### EXERCISE MATERIAL
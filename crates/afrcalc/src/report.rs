// SPDX-License-Identifier: AGPL-3.0-only
// Copyright (c) 2025 The Rucket Authors

//! Human-readable and JSON reports.

use afrcalc_core::ClusterConfig;
use afrcalc_model::TopologyEstimate;
use afrcalc_sim::SimulationSummary;
use serde::Serialize;

/// Analytic estimate with the cluster it was computed for.
#[derive(Debug, Serialize)]
pub struct EstimateReport<'a> {
    /// Cluster parameters in core units.
    pub cluster: &'a ClusterConfig,
    /// Model breakdown.
    pub estimate: &'a TopologyEstimate,
}

/// Full-mesh estimate.
#[derive(Debug, Serialize)]
pub struct FullmeshReport {
    /// Total drives.
    pub drives: u32,
    /// Drive AFR as a fraction.
    pub afr: f64,
    /// Recovery time in days.
    pub days: f64,
    /// Replicas.
    pub replicas: u32,
    /// Annual data-loss probability.
    pub probability: f64,
}

/// Brute-force simulation result.
#[derive(Debug, Serialize)]
pub struct SimulationReport<'a> {
    /// Cluster parameters in core units.
    pub cluster: &'a ClusterConfig,
    /// Base seed of the runs.
    pub seed: u64,
    /// Placement groups per run.
    pub groups: usize,
    /// Run statistics.
    pub summary: SimulationSummary,
}

/// Analytic estimate next to the simulation.
#[derive(Debug, Serialize)]
pub struct ComparisonReport<'a> {
    /// Cluster parameters in core units.
    pub cluster: &'a ClusterConfig,
    /// Base seed of the runs.
    pub seed: u64,
    /// Analytic annual data-loss probability.
    pub analytic: f64,
    /// Simulation statistics.
    pub simulation: SimulationSummary,
    /// `|simulation - analytic| / analytic`.
    pub relative_difference: f64,
    /// Whether the analytic value lies in the 95% confidence interval.
    pub analytic_in_interval: bool,
}

impl<'a> ComparisonReport<'a> {
    /// Build a comparison.
    pub fn new(
        cluster: &'a ClusterConfig,
        seed: u64,
        analytic: f64,
        simulation: SimulationSummary,
    ) -> Self {
        let relative_difference = if analytic > 0.0 {
            (simulation.mean - analytic).abs() / analytic
        } else if simulation.mean > 0.0 {
            f64::INFINITY
        } else {
            0.0
        };
        Self {
            cluster,
            seed,
            analytic,
            simulation,
            relative_difference,
            analytic_in_interval: simulation.contains(analytic, 0.0),
        }
    }
}

/// Rounds a percentage to four significant decimals.
///
/// Whole-number parts keep four decimals; a fractional part below 0.1 gets
/// one more decimal per leading zero so small results stay readable.
#[must_use]
pub fn round_percent(n: f64) -> f64 {
    if !n.is_finite() {
        return n;
    }
    let mut p = n.fract().abs();
    let mut m = 10_000.0;
    while p != 0.0 && p < 0.1 && m < 1e18 {
        p *= 10.0;
        m *= 10.0;
    }
    (n * m).round() / m
}

/// Formats a probability as a percentage.
#[must_use]
pub fn format_percent(probability: f64) -> String {
    format!("{} %", round_percent(probability * 100.0))
}

fn describe_cluster(cluster: &ClusterConfig) -> String {
    format!(
        "{} hosts x {} drives, {}, {} pgs per drive",
        cluster.n_hosts, cluster.n_drives, cluster.scheme, cluster.pgs
    )
}

/// Print an analytic estimate.
pub fn print_estimate(report: &EstimateReport<'_>, explain: bool) {
    let e = report.estimate;
    println!("\n  Cluster:     {}", describe_cluster(report.cluster));
    println!("  Annual data loss probability: {}", format_percent(e.total));

    if explain {
        let w = &e.windows;
        println!("  ─────────────────────────────────────────────────────");
        println!("  Peers per drive:            {:.3}", e.peers);
        println!("  Peers per host:             {:.3}", e.host_peers);
        println!("  Resilver helpers (drive):   {:.3}", w.resilver_peers);
        println!("  Resilver helpers (host):    {:.3}", w.host_resilver_peers);
        println!("  Recovery speed:             {:.1} MB/s", w.speed * 1000.0);
        println!("  Drive recovery:             {:.4} days", w.disk_heal_days());
        println!("  Host recovery:              {:.4} days", w.host_heal_days());
        println!("  Member fails (drive window): {:e}", e.disk_heal_fail);
        println!("  Member fails (host window):  {:e}", e.host_heal_fail);
        println!("  Group dies (drive window):   {:e}", e.disk_pg_fail);
        println!("  Group dies (host window):    {:e}", e.host_pg_fail);
        println!("  Loss per drive failure:     {}", format_percent(e.drive_loss));
        println!("  Loss per host failure:      {}", format_percent(e.host_loss));
    }
    println!();
}

/// Print a full-mesh estimate.
pub fn print_fullmesh(report: &FullmeshReport) {
    println!(
        "\n  {} drives, {} replicas, AFR {}, {} days recovery",
        report.drives,
        report.replicas,
        format_percent(report.afr),
        report.days
    );
    println!("  Annual data loss probability: {}\n", format_percent(report.probability));
}

/// Print a simulation result.
pub fn print_simulation(report: &SimulationReport<'_>) {
    let s = &report.summary;
    let (low, high) = s.confidence_interval();
    println!("\n  Cluster:     {}", describe_cluster(report.cluster));
    println!("  Runs:        {} ({} groups each, seed {})", s.runs, report.groups, report.seed);
    println!("  Annual data loss probability: {}", format_percent(s.mean));
    println!("  95% interval: {} .. {}", format_percent(low), format_percent(high));
    println!("  Range:        {} .. {}\n", format_percent(s.min), format_percent(s.max));
}

/// Print a comparison.
pub fn print_comparison(report: &ComparisonReport<'_>) {
    let (low, high) = report.simulation.confidence_interval();
    println!("\n  Cluster:     {}", describe_cluster(report.cluster));
    println!("  Analytic:    {}", format_percent(report.analytic));
    println!(
        "  Simulation:  {} ({} runs, 95% interval {} .. {})",
        format_percent(report.simulation.mean),
        report.simulation.runs,
        format_percent(low),
        format_percent(high)
    );
    println!("  Difference:  {:.1}%", report.relative_difference * 100.0);
    let verdict = if report.analytic_in_interval { "yes" } else { "no" };
    println!("  Analytic within interval: {verdict}\n");
}

#[cfg(test)]
mod tests {
    use super::*;

    fn close(a: f64, b: f64) -> bool {
        (a - b).abs() <= 1e-12 * b.abs().max(1e-12)
    }

    #[test]
    fn test_round_percent_whole_part() {
        assert!(close(round_percent(12.345678), 12.3457));
        assert_eq!(round_percent(3.0), 3.0);
        assert_eq!(round_percent(0.0), 0.0);
    }

    #[test]
    fn test_round_percent_small_values() {
        assert!(close(round_percent(0.0203), 0.0203));
        assert!(close(round_percent(0.000123456), 0.0001235));
        assert!(close(round_percent(0.02031234), 0.02031));
    }

    #[test]
    fn test_round_percent_negative_and_tiny() {
        assert!(close(round_percent(-0.0203456), -0.02035));
        let tiny = round_percent(1e-300);
        assert!(tiny.is_finite());
    }

    #[test]
    fn test_format_percent() {
        assert_eq!(format_percent(0.5), "50 %");
        assert_eq!(format_percent(0.000203), "0.0203 %");
    }

    #[test]
    fn test_comparison_relative_difference() {
        let cluster = ClusterConfig::default();
        let summary = SimulationSummary::from_samples(&[0.011, 0.009, 0.010]).unwrap();
        let report = ComparisonReport::new(&cluster, 1, 0.01, summary);
        assert!(report.relative_difference < 1e-9);
        assert!(report.analytic_in_interval);

        let report = ComparisonReport::new(&cluster, 1, 0.0, summary);
        assert!(report.relative_difference.is_infinite());
    }
}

### TASK REQUIREMENTS
Whenever a line in the material contains the word "probability", copy that line.

### OUTPUT
    /// Annual data-loss probability.
    pub probability: f64,
    /// Analytic annual data-loss probability.
/// Formats a probability as a percentage.
pub fn format_percent(probability: f64) -> String {
    format!("{} %", round_percent(probability * 100.0))
    println!("  Annual data loss probability: {}", format_percent(e.total));
    println!("  Annual data loss probability: {}\n", format_percent(report.probability));
    println!("  Annual data loss probability: {}", format_percent(s.mean));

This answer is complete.